*** Opening of Supplied material ***
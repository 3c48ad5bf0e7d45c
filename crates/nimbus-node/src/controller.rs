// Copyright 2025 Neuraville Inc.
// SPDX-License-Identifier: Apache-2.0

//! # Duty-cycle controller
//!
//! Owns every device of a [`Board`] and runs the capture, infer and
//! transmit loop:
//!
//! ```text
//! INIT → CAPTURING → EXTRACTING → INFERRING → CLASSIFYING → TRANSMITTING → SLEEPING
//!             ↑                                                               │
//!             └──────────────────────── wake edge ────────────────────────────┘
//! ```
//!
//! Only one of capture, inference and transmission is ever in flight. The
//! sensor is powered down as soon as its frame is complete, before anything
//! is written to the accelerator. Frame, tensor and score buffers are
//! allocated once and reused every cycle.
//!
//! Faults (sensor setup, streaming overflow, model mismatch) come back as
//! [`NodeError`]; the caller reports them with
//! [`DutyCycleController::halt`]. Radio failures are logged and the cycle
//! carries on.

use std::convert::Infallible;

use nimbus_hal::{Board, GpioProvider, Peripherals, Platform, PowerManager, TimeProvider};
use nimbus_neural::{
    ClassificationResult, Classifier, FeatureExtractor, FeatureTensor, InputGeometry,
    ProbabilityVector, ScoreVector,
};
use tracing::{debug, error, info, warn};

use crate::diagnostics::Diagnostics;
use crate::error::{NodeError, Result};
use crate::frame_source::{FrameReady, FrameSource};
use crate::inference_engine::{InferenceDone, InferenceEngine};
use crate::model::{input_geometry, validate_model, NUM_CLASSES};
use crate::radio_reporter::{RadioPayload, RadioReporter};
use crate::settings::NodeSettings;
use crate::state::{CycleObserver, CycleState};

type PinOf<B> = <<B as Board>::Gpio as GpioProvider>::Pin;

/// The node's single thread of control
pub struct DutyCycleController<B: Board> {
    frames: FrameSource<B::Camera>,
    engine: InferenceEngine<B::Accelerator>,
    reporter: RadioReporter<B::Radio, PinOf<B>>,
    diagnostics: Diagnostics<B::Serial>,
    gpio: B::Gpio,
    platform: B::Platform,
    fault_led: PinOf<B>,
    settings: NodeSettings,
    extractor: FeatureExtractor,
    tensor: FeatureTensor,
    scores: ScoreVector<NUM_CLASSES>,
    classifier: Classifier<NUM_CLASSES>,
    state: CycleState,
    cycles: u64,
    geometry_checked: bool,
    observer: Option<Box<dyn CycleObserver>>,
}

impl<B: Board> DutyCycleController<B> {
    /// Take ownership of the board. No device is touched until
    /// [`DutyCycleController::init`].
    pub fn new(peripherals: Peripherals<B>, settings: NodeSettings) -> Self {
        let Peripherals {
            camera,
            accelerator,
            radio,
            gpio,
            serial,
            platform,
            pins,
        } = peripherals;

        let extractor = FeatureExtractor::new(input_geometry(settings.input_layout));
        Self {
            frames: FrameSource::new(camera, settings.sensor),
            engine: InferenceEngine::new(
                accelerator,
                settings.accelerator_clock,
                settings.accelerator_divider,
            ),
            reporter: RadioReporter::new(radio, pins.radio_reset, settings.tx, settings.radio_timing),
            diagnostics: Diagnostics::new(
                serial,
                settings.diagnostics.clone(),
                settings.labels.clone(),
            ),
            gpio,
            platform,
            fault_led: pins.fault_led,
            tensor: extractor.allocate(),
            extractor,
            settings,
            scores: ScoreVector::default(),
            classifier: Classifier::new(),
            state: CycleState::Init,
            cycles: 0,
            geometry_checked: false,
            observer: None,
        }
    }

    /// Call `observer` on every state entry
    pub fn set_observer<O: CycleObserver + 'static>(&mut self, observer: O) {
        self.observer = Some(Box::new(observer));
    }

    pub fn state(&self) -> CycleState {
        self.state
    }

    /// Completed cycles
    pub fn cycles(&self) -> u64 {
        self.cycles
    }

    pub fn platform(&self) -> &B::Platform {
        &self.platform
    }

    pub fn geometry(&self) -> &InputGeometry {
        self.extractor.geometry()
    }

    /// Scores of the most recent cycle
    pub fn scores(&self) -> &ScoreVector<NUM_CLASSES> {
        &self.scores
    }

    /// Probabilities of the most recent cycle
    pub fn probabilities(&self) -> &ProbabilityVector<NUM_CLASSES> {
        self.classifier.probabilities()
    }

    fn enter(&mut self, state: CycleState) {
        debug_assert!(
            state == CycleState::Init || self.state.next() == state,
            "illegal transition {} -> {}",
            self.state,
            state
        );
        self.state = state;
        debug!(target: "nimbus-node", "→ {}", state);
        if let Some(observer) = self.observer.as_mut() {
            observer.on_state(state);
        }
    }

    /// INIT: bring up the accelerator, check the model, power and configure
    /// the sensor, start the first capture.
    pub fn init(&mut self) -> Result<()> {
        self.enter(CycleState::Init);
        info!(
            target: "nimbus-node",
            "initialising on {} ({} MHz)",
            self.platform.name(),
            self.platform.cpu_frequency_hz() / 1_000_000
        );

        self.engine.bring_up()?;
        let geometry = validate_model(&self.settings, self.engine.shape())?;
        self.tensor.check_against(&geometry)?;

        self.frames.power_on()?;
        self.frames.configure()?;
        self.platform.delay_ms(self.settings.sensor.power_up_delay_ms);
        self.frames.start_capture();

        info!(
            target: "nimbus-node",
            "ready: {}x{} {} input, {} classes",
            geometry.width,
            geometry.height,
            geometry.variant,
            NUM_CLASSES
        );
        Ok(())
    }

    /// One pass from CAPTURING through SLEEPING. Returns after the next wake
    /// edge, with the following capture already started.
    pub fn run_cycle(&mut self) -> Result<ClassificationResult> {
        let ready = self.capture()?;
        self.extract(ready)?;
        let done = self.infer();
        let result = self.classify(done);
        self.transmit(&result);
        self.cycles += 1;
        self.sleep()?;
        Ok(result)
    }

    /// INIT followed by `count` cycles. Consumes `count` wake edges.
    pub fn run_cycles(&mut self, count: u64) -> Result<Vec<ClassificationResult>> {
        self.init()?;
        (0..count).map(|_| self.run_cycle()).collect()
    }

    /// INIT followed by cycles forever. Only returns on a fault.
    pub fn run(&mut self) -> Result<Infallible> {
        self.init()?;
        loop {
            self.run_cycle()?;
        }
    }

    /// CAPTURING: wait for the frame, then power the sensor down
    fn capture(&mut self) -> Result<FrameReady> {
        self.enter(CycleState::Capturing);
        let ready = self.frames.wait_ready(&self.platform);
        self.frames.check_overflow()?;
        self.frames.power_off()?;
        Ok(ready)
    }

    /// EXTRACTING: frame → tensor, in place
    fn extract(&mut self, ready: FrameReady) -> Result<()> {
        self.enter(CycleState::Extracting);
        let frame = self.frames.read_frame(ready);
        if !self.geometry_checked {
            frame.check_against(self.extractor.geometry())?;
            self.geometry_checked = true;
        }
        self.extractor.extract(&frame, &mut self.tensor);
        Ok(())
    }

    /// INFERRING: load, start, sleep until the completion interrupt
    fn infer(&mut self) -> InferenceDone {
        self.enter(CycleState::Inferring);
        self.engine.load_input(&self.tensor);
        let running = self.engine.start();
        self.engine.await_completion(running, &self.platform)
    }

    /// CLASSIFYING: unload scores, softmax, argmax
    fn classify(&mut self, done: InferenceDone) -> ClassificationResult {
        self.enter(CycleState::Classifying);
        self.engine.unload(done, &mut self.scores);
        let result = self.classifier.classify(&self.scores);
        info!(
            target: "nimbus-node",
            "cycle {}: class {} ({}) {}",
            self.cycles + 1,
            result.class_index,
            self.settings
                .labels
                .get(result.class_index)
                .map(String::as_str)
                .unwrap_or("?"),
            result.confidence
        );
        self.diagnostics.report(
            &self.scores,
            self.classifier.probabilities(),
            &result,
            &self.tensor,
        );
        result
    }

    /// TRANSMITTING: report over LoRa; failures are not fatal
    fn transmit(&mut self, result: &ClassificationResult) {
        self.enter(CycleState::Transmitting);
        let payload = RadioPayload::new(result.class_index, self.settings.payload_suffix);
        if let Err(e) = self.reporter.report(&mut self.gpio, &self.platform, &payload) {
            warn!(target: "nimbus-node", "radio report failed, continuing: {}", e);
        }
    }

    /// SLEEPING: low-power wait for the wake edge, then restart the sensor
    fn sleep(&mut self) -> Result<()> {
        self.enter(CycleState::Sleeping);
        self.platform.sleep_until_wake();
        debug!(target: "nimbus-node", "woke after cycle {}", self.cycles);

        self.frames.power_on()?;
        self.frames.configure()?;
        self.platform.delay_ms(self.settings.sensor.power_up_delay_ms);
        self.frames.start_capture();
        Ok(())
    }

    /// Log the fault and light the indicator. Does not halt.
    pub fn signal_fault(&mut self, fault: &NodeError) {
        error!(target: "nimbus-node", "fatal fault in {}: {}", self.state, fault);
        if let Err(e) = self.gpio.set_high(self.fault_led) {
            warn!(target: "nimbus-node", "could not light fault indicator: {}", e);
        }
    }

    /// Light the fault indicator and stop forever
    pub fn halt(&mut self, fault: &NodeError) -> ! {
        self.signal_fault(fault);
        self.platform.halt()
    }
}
*** Close of Supplied material ***
» Action item:
Which lines of the data above contain "NodeError"? Copy each one.

» Reply to the exercise:
//! [`NodeError`]; the caller reports them with
use crate::error::{NodeError, Result};
    pub fn signal_fault(&mut self, fault: &NodeError) {
    pub fn halt(&mut self, fault: &NodeError) -> ! {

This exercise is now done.